# Jutting out lower beak



## clucklucky (Apr 5, 2016)

One of my hens has a lower beak that sticks out almost half a centimetre most than the top. I bought her that way, had her for a year, so she's obviously able to eat. However I've noticed that she has to work harder to pick up pieces of food.
Is it okay to file down the lower beak a bit to make it easier to eat? Would that hurt her at all?

Any experience would be appreciated. Thanks xx


----------



## robin416 (Sep 8, 2013)

I wouldn't.

What you have is a battery hen. They cut that upper beak to prevent the picking at other birds that goes on under the stress of over crowding and boredom that ensues in commercial enterprises.

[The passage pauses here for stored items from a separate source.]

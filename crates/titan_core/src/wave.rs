//! Wave table and per-wave spawn bookkeeping.

use serde::{Deserialize, Serialize};

/// One row of the wave table.
#[derive(Debug, Clone, Copy, PartialEq, Eq, Serialize, Deserialize)]
pub struct WaveDefinition {
    /// Enemies spawned before the wave can be cleared.
    pub enemies: u32,
    /// Spawn pressure in percent (100 = 1.0). Higher spawns faster.
    pub difficulty_pct: u32,
}

impl WaveDefinition {
    /// Create a wave definition.
    #[must_use]
    pub const fn new(enemies: u32, difficulty_pct: u32) -> Self {
        Self {
            enemies,
            difficulty_pct,
        }
    }

    /// Whether a spawn timer has run past this wave's interval.
    ///
    /// The interval is `base - difficulty × step` ticks; integer math on a
    /// ×100 scale keeps fractional difficulties exact.
    #[must_use]
    pub fn timer_elapsed(&self, timer: u32, base_interval: u32, step_per_difficulty: u32) -> bool {
        let lhs = i64::from(timer) * 100;
        let rhs = i64::from(base_interval) * 100
            - i64::from(self.difficulty_pct) * i64::from(step_per_difficulty);
        lhs > rhs
    }
}

/// The ten default waves.
#[must_use]
pub fn default_waves() -> Vec<WaveDefinition> {
    vec![
        WaveDefinition::new(3, 100),
        WaveDefinition::new(4, 120),
        WaveDefinition::new(5, 140),
        WaveDefinition::new(6, 160),
        WaveDefinition::new(7, 180),
        WaveDefinition::new(8, 200),
        WaveDefinition::new(5, 220),
        WaveDefinition::new(6, 240),
        WaveDefinition::new(7, 260),
        WaveDefinition::new(8, 300),
    ]
}

/// Progress through the current wave.
#[derive(Debug, Clone, Copy, PartialEq, Eq, Hash, Serialize, Deserialize)]
pub struct WaveState {
    /// 1-based wave number. One past the last wave once the game is cleared.
    pub number: u32,
    /// Enemies spawned so far this wave.
    pub spawned: u32,
    /// Ticks since the last spawn.
    pub spawn_timer: u32,
}

impl WaveState {
    /// Fresh state for a wave number.
    #[must_use]
    pub const fn start(number: u32) -> Self {
        Self {
            number,
            spawned: 0,
            spawn_timer: 0,
        }
    }

    /// Whether the quota of `definition` has been spawned.
    #[must_use]
    pub const fn all_spawned(&self, definition: &WaveDefinition) -> bool {
        self.spawned >= definition.enemies
    }
}

#[cfg(test)]
mod tests {
    use super::*;

    #[test]
    fn test_default_table_shape() {
        let waves = default_waves();
        assert_eq!(waves.len(), 10);
        assert_eq!(waves[0], WaveDefinition::new(3, 100));
        assert_eq!(waves[9], WaveDefinition::new(8, 300));
    }

    #[test]
    fn test_interval_for_first_wave() {
        // 60 - 1.0 × 5 = 55: the 56th increment fires.
        let wave = WaveDefinition::new(3, 100);
        assert!(!wave.timer_elapsed(55, 60, 5));
        assert!(wave.timer_elapsed(56, 60, 5));
    }

    #[test]
    fn test_interval_with_fractional_difficulty() {
        // 60 - 1.3 × 5 = 53.5
        let wave = WaveDefinition::new(1, 130);
        assert!(!wave.timer_elapsed(53, 60, 5));
        assert!(wave.timer_elapsed(54, 60, 5));
    }

    #[test]
    fn test_all_spawned() {
        let wave = WaveDefinition::new(2, 100);
        let mut state = WaveState::start(1);
        assert!(!state.all_spawned(&wave));
        state.spawned = 2;
        assert!(state.all_spawned(&wave));
    }
}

Make sure she has a deep bowl for her feed. If you're using pellets try switching to crumbles to see if she has an easier time eating.


----------



## seminole wind (Aug 22, 2015)

What Robin said. I had a chicken that came from a hatchery that way. It prevents pecking. I always made sure that her water and food bowls were deep. She was probably my fattest cleanest chicken. Go figure.


----------



## dawg53 (Aug 25, 2015)

I concur with Robin and Karen. You can add water to her feed in a deep bowl to make a watery gruel. She'll gobble it up, guaranteed.


----------



## chickenqueen (Jan 9, 2016)

Is that hen a victim of "debeaking"?I've seen it offered at the hatcheries.If it is,the end result is awful.


----------



## seminole wind (Aug 22, 2015)

CQ, yes, that's debeaking. How barbaric! I heard some places don't do it any more. It should be outlawed.


----------